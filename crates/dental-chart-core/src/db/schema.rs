//! SQLite schema definition.

/// Complete database schema for the dental chart engine.
pub const SCHEMA: &str = r#"
-- Enable foreign keys
PRAGMA foreign_keys = ON;

-- ============================================================================
-- Patients
-- ============================================================================

CREATE TABLE IF NOT EXISTS patients (
    patient_id TEXT PRIMARY KEY,
    clinic_id TEXT NOT NULL,
    name TEXT NOT NULL,
    created_at TEXT NOT NULL
);

CREATE INDEX IF NOT EXISTS idx_patients_clinic ON patients(clinic_id);

-- ============================================================================
-- Catalogs (shared reference data)
-- ============================================================================

CREATE TABLE IF NOT EXISTS condition_catalog (
    id INTEGER PRIMARY KEY,
    name TEXT NOT NULL,
    code TEXT NOT NULL UNIQUE,
    description TEXT NOT NULL DEFAULT '',
    color_code TEXT,
    icon TEXT,
    is_standard INTEGER NOT NULL DEFAULT 1
);

CREATE TABLE IF NOT EXISTS procedure_catalog (
    id INTEGER PRIMARY KEY,
    name TEXT NOT NULL,
    code TEXT NOT NULL UNIQUE,
    description TEXT NOT NULL DEFAULT '',
    category TEXT NOT NULL DEFAULT '',
    default_price_cents INTEGER NOT NULL CHECK (default_price_cents >= 0),
    duration_minutes INTEGER NOT NULL DEFAULT 30,
    is_standard INTEGER NOT NULL DEFAULT 1
);

CREATE INDEX IF NOT EXISTS idx_procedure_catalog_category ON procedure_catalog(category);

-- ============================================================================
-- Chart state (mutable projection of history)
-- ============================================================================

-- Tooth identities are 1-32 or A-T. Dentition is never stored; it is implied
-- by the identity format.
CREATE TABLE IF NOT EXISTS tooth_conditions (
    id TEXT PRIMARY KEY,
    patient_id TEXT NOT NULL REFERENCES patients(patient_id),
    tooth_number TEXT NOT NULL CHECK (
        tooth_number GLOB '[A-T]'
        OR (tooth_number NOT GLOB '*[^0-9]*' AND CAST(tooth_number AS INTEGER) BETWEEN 1 AND 32)
    ),
    catalog_condition_id INTEGER REFERENCES condition_catalog(id),
    custom_name TEXT,
    custom_code TEXT,
    custom_description TEXT,
    surface TEXT NOT NULL CHECK (surface <> ''),
    severity TEXT CHECK (severity IS NULL OR severity IN ('mild', 'moderate', 'severe')),
    notes TEXT,
    created_by TEXT NOT NULL,
    created_by_name TEXT,
    created_at TEXT NOT NULL,
    updated_by TEXT,
    updated_by_name TEXT,
    updated_at TEXT,
    CHECK (
        (catalog_condition_id IS NOT NULL AND custom_name IS NULL)
        OR (catalog_condition_id IS NULL AND custom_name IS NOT NULL AND custom_code IS NOT NULL)
    )
);

CREATE INDEX IF NOT EXISTS idx_conditions_patient ON tooth_conditions(patient_id, tooth_number);

-- NULL tooth_number marks a general (whole-mouth) procedure.
CREATE TABLE IF NOT EXISTS tooth_procedures (
    id TEXT PRIMARY KEY,
    patient_id TEXT NOT NULL REFERENCES patients(patient_id),
    tooth_number TEXT CHECK (
        tooth_number IS NULL
        OR tooth_number GLOB '[A-T]'
        OR (tooth_number NOT GLOB '*[^0-9]*' AND CAST(tooth_number AS INTEGER) BETWEEN 1 AND 32)
    ),
    catalog_procedure_id INTEGER REFERENCES procedure_catalog(id),
    custom_name TEXT,
    custom_code TEXT,
    custom_description TEXT,
    surface TEXT NOT NULL CHECK (surface <> ''),
    status TEXT NOT NULL CHECK (status IN ('planned', 'in_progress', 'completed', 'cancelled')),
    price_cents INTEGER CHECK (price_cents IS NULL OR price_cents >= 0),
    date_performed TEXT NOT NULL,
    performed_by TEXT,
    performed_by_name TEXT,
    notes TEXT,
    created_at TEXT NOT NULL,
    updated_at TEXT,
    CHECK (
        (catalog_procedure_id IS NOT NULL AND custom_name IS NULL)
        OR (catalog_procedure_id IS NULL AND custom_name IS NOT NULL AND custom_code IS NOT NULL)
    )
);

CREATE INDEX IF NOT EXISTS idx_procedures_patient ON tooth_procedures(patient_id, tooth_number);

-- Progress notes are append-only; they go away only with their procedure.
CREATE TABLE IF NOT EXISTS procedure_notes (
    id TEXT PRIMARY KEY,
    procedure_id TEXT NOT NULL REFERENCES tooth_procedures(id) ON DELETE CASCADE,
    note TEXT NOT NULL,
    appointment_date TEXT NOT NULL,
    created_by TEXT NOT NULL,
    created_by_name TEXT,
    created_at TEXT NOT NULL
);

CREATE INDEX IF NOT EXISTS idx_notes_procedure ON procedure_notes(procedure_id, appointment_date);

CREATE TRIGGER IF NOT EXISTS procedure_notes_no_update BEFORE UPDATE ON procedure_notes
BEGIN
    SELECT RAISE(ABORT, 'procedure_notes is append-only');
END;

-- ============================================================================
-- Chart History (Append-Only - Immutable after creation)
-- ============================================================================

CREATE TABLE IF NOT EXISTS chart_history (
    seq INTEGER PRIMARY KEY AUTOINCREMENT,       -- insertion order, breaks timestamp ties
    id TEXT NOT NULL UNIQUE,
    patient_id TEXT NOT NULL REFERENCES patients(patient_id),
    tooth_number TEXT,                           -- NULL for general procedures
    action TEXT NOT NULL CHECK (action IN (
        'add_condition', 'update_condition', 'remove_condition',
        'add_procedure', 'update_procedure', 'remove_procedure',
        'add_procedure_note'
    )),
    category TEXT NOT NULL CHECK (category IN ('conditions', 'procedures')),
    details TEXT NOT NULL,                       -- JSON snapshot
    actor_id TEXT NOT NULL,
    actor_name TEXT,
    timestamp TEXT NOT NULL,                     -- fixed-width RFC 3339, UTC
    prev_hash TEXT,
    entry_hash TEXT NOT NULL
);

CREATE INDEX IF NOT EXISTS idx_history_patient_time ON chart_history(patient_id, timestamp, seq);

CREATE TRIGGER IF NOT EXISTS chart_history_no_update BEFORE UPDATE ON chart_history
BEGIN
    SELECT RAISE(ABORT, 'chart_history is append-only');
END;

CREATE TRIGGER IF NOT EXISTS chart_history_no_delete BEFORE DELETE ON chart_history
BEGIN
    SELECT RAISE(ABORT, 'chart_history is append-only');
END;
"#;

#[cfg(test)]
mod tests {
    use super::*;
    use rusqlite::Connection;

    fn setup_conn() -> Connection {
        let conn = Connection::open_in_memory().unwrap();
        conn.execute_batch(SCHEMA).unwrap();
        conn.execute(
            "INSERT INTO patients (patient_id, clinic_id, name, created_at) VALUES ('p1', 'c1', 'Jane', 'now')",
            [],
        )
        .unwrap();
        conn
    }

    fn insert_history(conn: &Connection, id: &str) -> rusqlite::Result<usize> {
        conn.execute(
            r#"
            INSERT INTO chart_history (id, patient_id, action, category, details, actor_id, timestamp, entry_hash)
            VALUES (?1, 'p1', 'add_condition', 'conditions', '{}', 'u1', '2024-03-01T10:00:00.000000Z', 'h')
            "#,
            [id],
        )
    }

    #[test]
    fn test_schema_valid() {
        let conn = Connection::open_in_memory().unwrap();
        let result = conn.execute_batch(SCHEMA);
        assert!(result.is_ok(), "Schema should be valid SQL: {:?}", result);
    }

    #[test]
    fn test_schema_idempotent() {
        let conn = Connection::open_in_memory().unwrap();
        conn.execute_batch(SCHEMA).unwrap();
        assert!(conn.execute_batch(SCHEMA).is_ok());
    }

    #[test]
    fn test_history_append_only() {
        let conn = setup_conn();
        insert_history(&conn, "h1").unwrap();

        let result = conn.execute("UPDATE chart_history SET details = '{\"x\":1}' WHERE id = 'h1'", []);
        assert!(result.is_err());

        let result = conn.execute("DELETE FROM chart_history WHERE id = 'h1'", []);
        assert!(result.is_err());

        let count: i64 = conn
            .query_row("SELECT COUNT(*) FROM chart_history", [], |row| row.get(0))
            .unwrap();
        assert_eq!(count, 1);
    }

    #[test]
    fn test_tooth_number_constraint() {
        let conn = setup_conn();
        let insert = |tooth: &str| {
            conn.execute(
                r#"
                INSERT INTO tooth_conditions (id, patient_id, tooth_number, custom_name, custom_code, surface, created_by, created_at)
                VALUES (?1, 'p1', ?1, 'Wear', 'CUST-1', 'all', 'u1', 'now')
                "#,
                [tooth],
            )
        };

        assert!(insert("14").is_ok());
        assert!(insert("T").is_ok());
        assert!(insert("33").is_err());
        assert!(insert("U").is_err());
        assert!(insert("1A").is_err());
    }

    #[test]
    fn test_reference_shape_constraint() {
        let conn = setup_conn();
        // Neither catalog nor custom reference
        let result = conn.execute(
            r#"
            INSERT INTO tooth_conditions (id, patient_id, tooth_number, surface, created_by, created_at)
            VALUES ('c1', 'p1', '9', 'all', 'u1', 'now')
            "#,
            [],
        );
        assert!(result.is_err());
    }
}
//! Charted tooth condition models.

use serde::{Deserialize, Serialize};

use super::catalog::EntryReference;
use super::patient::ActorRef;
use super::surface::SurfaceSet;

/// Clinical severity of a condition.
#[derive(Debug, Clone, Copy, Serialize, Deserialize, PartialEq, Eq, Hash)]
#[serde(rename_all = "snake_case")]
pub enum Severity {
    Mild,
    Moderate,
    Severe,
}

impl Severity {
    pub fn as_str(&self) -> &'static str {
        match self {
            Severity::Mild => "mild",
            Severity::Moderate => "moderate",
            Severity::Severe => "severe",
        }
    }

    pub fn parse(s: &str) -> Option<Self> {
        match s.trim().to_lowercase().as_str() {
            "mild" => Some(Severity::Mild),
            "moderate" => Some(Severity::Moderate),
            "severe" => Some(Severity::Severe),
            _ => None,
        }
    }
}

/// A diagnosed condition recorded against one tooth.
#[derive(Debug, Clone, Serialize, Deserialize, PartialEq)]
pub struct ToothCondition {
    /// Unique condition ID
    pub id: String,
    /// Owning patient
    pub patient_id: String,
    /// Owning tooth identity
    pub tooth_number: String,
    /// Catalog entry or inline custom definition
    pub reference: EntryReference,
    /// Affected surfaces
    pub surfaces: SurfaceSet,
    /// Severity, if assessed
    pub severity: Option<Severity>,
    /// Free-text notes
    pub notes: Option<String>,
    pub created_by: ActorRef,
    pub created_at: String,
    pub updated_by: Option<ActorRef>,
    pub updated_at: Option<String>,
}

impl ToothCondition {
    /// Snapshot of the fields recorded in chart history.
    pub fn history_details(&self) -> serde_json::Value {
        serde_json::json!({
            "condition_id": self.id,
            "catalog_condition_id": self.reference.catalog_id(),
            "condition_name": self.reference.name(),
            "condition_code": self.reference.code(),
            "custom": self.reference.is_custom(),
            "surface": self.surfaces.to_wire(),
            "severity": self.severity.map(|s| s.as_str()),
            "notes": self.notes,
        })
    }
}

#[cfg(test)]
mod tests {
    use super::*;

    #[test]
    fn test_severity_parse() {
        assert_eq!(Severity::parse("Severe"), Some(Severity::Severe));
        assert_eq!(Severity::parse("critical"), None);
    }

    #[test]
    fn test_history_details() {
        let condition = ToothCondition {
            id: "c-1".into(),
            patient_id: "p-1".into(),
            tooth_number: "9".into(),
            reference: EntryReference::Catalog {
                catalog_id: 1,
                name: "Cavity".into(),
                code: "C01".into(),
            },
            surfaces: SurfaceSet::parse("occlusal").unwrap(),
            severity: Some(Severity::Moderate),
            notes: None,
            created_by: ActorRef::new("u-1"),
            created_at: "2024-03-01T10:00:00.000000Z".into(),
            updated_by: None,
            updated_at: None,
        };

        let details = condition.history_details();
        assert_eq!(details["condition_name"], "Cavity");
        assert_eq!(details["surface"], "occlusal");
        assert_eq!(details["severity"], "moderate");
        assert_eq!(details["custom"], false);
    }
}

**Task to carry out**
Each line from the first line of the listing through the line with "-- Patients" must be output exactly, both ends included, and no other line may appear.

**Solution to this exercise**
filename crates/dental-chart-core/src/db/schema.rs
//! SQLite schema definition.

/// Complete database schema for the dental chart engine.
pub const SCHEMA: &str = r#"
-- Enable foreign keys
PRAGMA foreign_keys = ON;

-- ============================================================================
-- Patients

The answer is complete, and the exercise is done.